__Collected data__

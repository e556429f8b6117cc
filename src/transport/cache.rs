/// On-disk response cache with positive and negative TTLs
///
/// One file per query under the configured cache directory, named by the
/// SHA-256 of the query string. A positive entry stores the raw body; a
/// negative entry (`.nf` suffix) records an authoritative not-found so
/// repeated misses stay off the network. Freshness comes from file mtime;
/// expired entries are deleted on read. The cache is best-effort
/// throughout; IO problems degrade to a miss, never to a failed lookup.
use sha2::{Digest, Sha256};
use std::fs;
use std::path::{Path, PathBuf};
use std::time::{Duration, SystemTime};
use tracing::{debug, warn};

/// Cache consultation result.
pub enum CacheHit {
    /// Fresh positive entry with the stored response body
    Positive(Vec<u8>),
    /// Fresh negative entry: the service said not-found recently
    Negative,
}

pub struct ResponseCache {
    dir: PathBuf,
    ttl: Duration,
    negative_ttl: Duration,
}

impl ResponseCache {
    pub fn new(dir: impl Into<PathBuf>, ttl_secs: u64, negative_ttl_secs: u64) -> Self {
        Self {
            dir: dir.into(),
            ttl: Duration::from_secs(ttl_secs),
            negative_ttl: Duration::from_secs(negative_ttl_secs),
        }
    }

    fn entry_path(&self, query: &str) -> PathBuf {
        let digest = Sha256::digest(query.as_bytes());
        self.dir.join(hex::encode(digest))
    }

    fn negative_path(&self, query: &str) -> PathBuf {
        let digest = Sha256::digest(query.as_bytes());
        self.dir.join(format!("{}.nf", hex::encode(digest)))
    }

    /// Consult the cache for `query`. Expired entries are deleted on read.
    pub fn lookup(&self, query: &str) -> Option<CacheHit> {
        let positive = self.entry_path(query);
        match entry_age(&positive) {
            Some(age) if age < self.ttl => match fs::read(&positive) {
                Ok(body) => {
                    debug!("cache HIT: {}", query);
                    return Some(CacheHit::Positive(body));
                }
                Err(e) => warn!("cannot read cache entry {}: {}", positive.display(), e),
            },
            Some(_) => remove_entry(&positive),
            None => {}
        }

        let negative = self.negative_path(query);
        match entry_age(&negative) {
            Some(age) if age < self.negative_ttl => {
                debug!("negative cache HIT: {}", query);
                return Some(CacheHit::Negative);
            }
            Some(_) => remove_entry(&negative),
            None => {}
        }

        debug!("cache MISS: {}", query);
        None
    }

    /// Store a successful response body for `query`.
    pub fn store(&self, query: &str, body: &[u8]) {
        if let Err(e) = fs::create_dir_all(&self.dir) {
            warn!("cannot create cache dir {}: {}", self.dir.display(), e);
            return;
        }
        // A fresh positive answer invalidates any lingering negative entry.
        remove_entry(&self.negative_path(query));
        let path = self.entry_path(query);
        if let Err(e) = fs::write(&path, body) {
            warn!("cannot write cache entry {}: {}", path.display(), e);
        }
    }

    /// Record an authoritative not-found for `query`.
    pub fn store_negative(&self, query: &str) {
        if let Err(e) = fs::create_dir_all(&self.dir) {
            warn!("cannot create cache dir {}: {}", self.dir.display(), e);
            return;
        }
        remove_entry(&self.entry_path(query));
        let path = self.negative_path(query);
        if let Err(e) = fs::write(&path, []) {
            warn!("cannot write negative cache entry {}: {}", path.display(), e);
        }
    }
}

fn entry_age(path: &Path) -> Option<Duration> {
    let modified = fs::metadata(path).ok()?.modified().ok()?;
    // Clock skew putting mtime in the future counts as brand new.
    Some(
        SystemTime::now()
            .duration_since(modified)
            .unwrap_or(Duration::ZERO),
    )
}

fn remove_entry(path: &Path) {
    match fs::remove_file(path) {
        Ok(()) => {}
        Err(e) if e.kind() == std::io::ErrorKind::NotFound => {}
        Err(e) => warn!("cannot remove cache entry {}: {}", path.display(), e),
    }
}
/// HTTP request execution against the identity service
///
/// Builds the outbound call from the runtime configuration, applies bounded
/// retries, consults the on-disk response cache and the cross-process
/// failure marker, and classifies the response: 404 is authoritative
/// not-found, any other non-2xx or transport fault is unavailable. Bodies
/// are read incrementally against a hard 10 MiB ceiling so a malfunctioning
/// server cannot balloon resolver memory.
pub mod cache;
mod unix;

use crate::config::RuntimeConfig;
use crate::error::{ResolveError, ResolveResult};
use crate::lock;
use cache::{CacheHit, ResponseCache};
use std::io::Read;
use std::time::Duration;
use tracing::{debug, warn};

/// Hard ceiling on response bodies (10 MiB).
pub const MAX_RESPONSE_SIZE: usize = 10 * 1024 * 1024;

/// Pause between transport retry attempts.
const RETRY_WAIT: Duration = Duration::from_secs(1);

pub(crate) const USER_AGENT: &str = concat!("remid/", env!("CARGO_PKG_VERSION"));

/// Raw response payload plus its HTTP-style status classification.
/// Exclusively owned by the call that issued the request.
#[derive(Debug, Clone)]
pub struct RawResponse {
    pub body: Vec<u8>,
    pub status: u16,
}

/// Execute `query` against the identity service per `config`.
pub fn request(config: &RuntimeConfig, query: &str) -> ResolveResult<RawResponse> {
    // An external wrapper command replaces the network entirely.
    if !config.query_wrapper.is_empty() {
        return exec_wrapper(&config.query_wrapper, query);
    }

    let cache = response_cache(config);
    if let Some(cache) = &cache {
        match cache.lookup(query) {
            Some(CacheHit::Positive(body)) => return Ok(RawResponse { body, status: 200 }),
            Some(CacheHit::Negative) => return Err(ResolveError::NotFound),
            None => {}
        }
    }

    let marker = lock::default_marker_path();
    if !lock::request_available(&marker, Duration::from_secs(config.request_locktime)) {
        debug!("requests suspended by failure marker {}", marker.display());
        return Err(ResolveError::Transport(
            "requests suspended after recent transport failure".to_string(),
        ));
    }

    let result = if config.cached_enable && !config.cached_unix_socket.is_empty() {
        unix::request(config, query)
    } else {
        http_request(config, query)
    };

    let response = match result {
        Ok(response) => response,
        Err(e) => {
            lock::mark_failure(&marker);
            return Err(e);
        }
    };

    if response.status == 404 {
        if let Some(cache) = &cache {
            cache.store_negative(query);
        }
        return Err(ResolveError::NotFound);
    }
    if !(200..300).contains(&response.status) {
        return Err(ResolveError::Transport(format!(
            "identity service returned status {}",
            response.status
        )));
    }

    if let Some(cache) = &cache {
        cache.store(query, &response.body);
    }
    Ok(response)
}

fn response_cache(config: &RuntimeConfig) -> Option<ResponseCache> {
    if config.cache && !config.cache_dir.is_empty() {
        Some(ResponseCache::new(
            &config.cache_dir,
            config.cache_ttl,
            config.negative_cache_ttl,
        ))
    } else {
        None
    }
}

fn http_request(config: &RuntimeConfig, query: &str) -> ResolveResult<RawResponse> {
    let client = build_client(config)?;
    let url = format!("{}/{}", config.api_endpoint.trim_end_matches('/'), query);

    let attempts = config.request_retry + 1;
    let mut last_error = None;
    for attempt in 1..=attempts {
        match send(&client, config, &url) {
            Ok(response) => return Ok(response),
            // An oversized body will not shrink on retry.
            Err(e @ ResolveError::ResponseTooLarge { .. }) => return Err(e),
            Err(e) => {
                warn!("request attempt {}/{} failed: {}", attempt, attempts, e);
                last_error = Some(e);
                if attempt < attempts {
                    std::thread::sleep(RETRY_WAIT);
                }
            }
        }
    }
    Err(last_error
        .unwrap_or_else(|| ResolveError::Transport("request failed".to_string())))
}

fn send(
    client: &reqwest::blocking::Client,
    config: &RuntimeConfig,
    url: &str,
) -> ResolveResult<RawResponse> {
    let mut builder = client.get(url);
    if !config.auth_token.is_empty() {
        builder = builder.header(
            reqwest::header::AUTHORIZATION,
            format!("token {}", config.auth_token),
        );
    }
    if !config.user.is_empty() {
        builder = builder.basic_auth(&config.user, Some(&config.password));
    }
    for (key, value) in &config.http_headers {
        builder = builder.header(key.as_str(), value.as_str());
    }

    let response = builder
        .send()
        .map_err(|e| ResolveError::Transport(e.to_string()))?;
    let status = response.status().as_u16();
    let body = read_capped(response, MAX_RESPONSE_SIZE)?;
    Ok(RawResponse { body, status })
}

fn build_client(config: &RuntimeConfig) -> ResolveResult<reqwest::blocking::Client> {
    let mut builder = reqwest::blocking::Client::builder().user_agent(USER_AGENT);
    if config.request_timeout > 0 {
        builder = builder.timeout(Duration::from_secs(config.request_timeout));
    }
    // Redirects are opt-in via http_location, which caps how many to follow.
    builder = builder.redirect(if config.http_location > 0 {
        reqwest::redirect::Policy::limited(config.http_location as usize)
    } else {
        reqwest::redirect::Policy::none()
    });
    if !config.http_proxy.is_empty() {
        let proxy = reqwest::Proxy::all(&config.http_proxy)
            .map_err(|e| ResolveError::Config(format!("invalid http_proxy: {}", e)))?;
        builder = builder.proxy(proxy);
    }
    if !config.ssl_verify {
        builder = builder.danger_accept_invalid_certs(true);
    }
    if !config.tls_ca.is_empty() {
        let pem = std::fs::read(&config.tls_ca).map_err(|e| {
            ResolveError::Config(format!("cannot read tls_ca {}: {}", config.tls_ca, e))
        })?;
        let ca = reqwest::Certificate::from_pem(&pem)
            .map_err(|e| ResolveError::Config(format!("invalid tls_ca: {}", e)))?;
        builder = builder.add_root_certificate(ca);
    }
    if !config.tls_cert.is_empty() && !config.tls_key.is_empty() {
        let mut pem = std::fs::read(&config.tls_cert).map_err(|e| {
            ResolveError::Config(format!("cannot read tls_cert {}: {}", config.tls_cert, e))
        })?;
        let key = std::fs::read(&config.tls_key).map_err(|e| {
            ResolveError::Config(format!("cannot read tls_key {}: {}", config.tls_key, e))
        })?;
        pem.extend_from_slice(&key);
        let identity = reqwest::Identity::from_pem(&pem)
            .map_err(|e| ResolveError::Config(format!("invalid client tls material: {}", e)))?;
        builder = builder.identity(identity);
    }

    builder
        .build()
        .map_err(|e| ResolveError::Transport(format!("cannot build http client: {}", e)))
}

/// Delegate `query` to an external wrapper command; its stdout is the
/// response payload.
fn exec_wrapper(command: &str, query: &str) -> ResolveResult<RawResponse> {
    let output = std::process::Command::new(command)
        .arg(query)
        .output()
        .map_err(|e| {
            ResolveError::Transport(format!("query wrapper {} failed to start: {}", command, e))
        })?;
    if !output.status.success() {
        return Err(ResolveError::Transport(format!(
            "query wrapper {} exited with {}",
            command, output.status
        )));
    }
    if output.stdout.len() > MAX_RESPONSE_SIZE {
        return Err(ResolveError::ResponseTooLarge {
            limit: MAX_RESPONSE_SIZE,
        });
    }
    Ok(RawResponse {
        body: output.stdout,
        status: 200,
    })
}

/// Read `source` to the end, failing once the accumulated size would exceed
/// `limit`. Oversize is a hard error, never a silent truncation.
pub(crate) fn read_capped(mut source: impl Read, limit: usize) -> ResolveResult<Vec<u8>> {
    let mut body = Vec::new();
    let mut chunk = [0u8; 8192];
    loop {
        let n = source
            .read(&mut chunk)
            .map_err(|e| ResolveError::Transport(format!("read error: {}", e)))?;
        if n == 0 {
            return Ok(body);
        }
        if body.len() + n > limit {
            return Err(ResolveError::ResponseTooLarge { limit });
        }
        body.extend_from_slice(&chunk[..n]);
    }
}
/// Group records
use super::{non_empty, Kind, ResourceKind};
use crate::buffer::RecordBuffer;
use crate::config::RuntimeConfig;
use crate::error::ResolveResult;
use serde::Deserialize;

/// Service-side group entry.
#[derive(Debug, Clone, Deserialize)]
pub struct GroupEntry {
    pub id: i64,
    pub name: String,
    #[serde(default)]
    pub password: String,
    /// Member user names
    #[serde(default)]
    pub users: Vec<String>,
}

/// Decoded group record; strings borrow from the caller's buffer.
#[derive(Debug)]
pub struct GroupRecord<'a> {
    pub name: &'a str,
    pub password: &'a str,
    pub gid: i64,
    pub members: Vec<&'a str>,
}

pub struct GroupKind;

impl ResourceKind for GroupKind {
    const KIND: Kind = Kind::Group;
    const LIST_QUERY: &'static str = "groups";
    type Entry = GroupEntry;
    type Record<'a> = GroupRecord<'a>;

    fn name_query(name: &str) -> String {
        format!("group?name={}", urlencoding::encode(name))
    }

    fn entry_name(entry: &GroupEntry) -> &str {
        &entry.name
    }

    fn entry_id(entry: &GroupEntry) -> i64 {
        entry.id
    }

    fn materialize<'a>(
        entry: &GroupEntry,
        config: &RuntimeConfig,
        buf: &mut RecordBuffer<'a>,
    ) -> ResolveResult<GroupRecord<'a>> {
        let name = buf.write_str(&entry.name)?;
        let password = buf.write_str(non_empty(&entry.password, "x"))?;
        let mut members = Vec::with_capacity(entry.users.len());
        for member in &entry.users {
            members.push(buf.write_str(member)?);
        }

        Ok(GroupRecord {
            name,
            password,
            gid: entry.id + config.gid_shift,
            members,
        })
    }
}

#[cfg(test)]
mod tests {
    use super::*;
    use crate::error::ResolveError;

    fn entry() -> GroupEntry {
        GroupEntry {
            id: 500,
            name: "ops".to_string(),
            password: String::new(),
            users: vec!["alice".to_string(), "bob".to_string()],
        }
    }

    #[test]
    fn test_materialize_preserves_member_order() {
        let config = RuntimeConfig::default();
        let mut storage = [0u8; 256];
        let mut buf = RecordBuffer::new(&mut storage);
        let record = GroupKind::materialize(&entry(), &config, &mut buf).unwrap();

        assert_eq!(record.name, "ops");
        assert_eq!(record.password, "x");
        assert_eq!(record.gid, 500);
        assert_eq!(record.members, vec!["alice", "bob"]);
    }

    #[test]
    fn test_materialize_applies_gid_shift() {
        let config = RuntimeConfig {
            gid_shift: 10000,
            ..RuntimeConfig::default()
        };
        let mut storage = [0u8; 256];
        let mut buf = RecordBuffer::new(&mut storage);
        let record = GroupKind::materialize(&entry(), &config, &mut buf).unwrap();
        assert_eq!(record.gid, 10500);
    }

    #[test]
    fn test_member_list_respects_capacity() {
        let config = RuntimeConfig::default();
        // Enough for the name and password but not the member list.
        let mut storage = [0u8; 8];
        let mut buf = RecordBuffer::new(&mut storage);
        let err = GroupKind::materialize(&entry(), &config, &mut buf).unwrap_err();
        assert!(matches!(err, ResolveError::BufferTooSmall { .. }));
    }
}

__How to complete this task__
Using only the entries above, output the line with "cache.store(query, &response.body);", the line with "let attempts = config.request_retry + 1;", and all lines between them, exactly as they stand.

__Task response__
        cache.store(query, &response.body);
    }
    Ok(response)
}

fn response_cache(config: &RuntimeConfig) -> Option<ResponseCache> {
    if config.cache && !config.cache_dir.is_empty() {
        Some(ResponseCache::new(
            &config.cache_dir,
            config.cache_ttl,
            config.negative_cache_ttl,
        ))
    } else {
        None
    }
}

fn http_request(config: &RuntimeConfig, query: &str) -> ResolveResult<RawResponse> {
    let client = build_client(config)?;
    let url = format!("{}/{}", config.api_endpoint.trim_end_matches('/'), query);

    let attempts = config.request_retry + 1;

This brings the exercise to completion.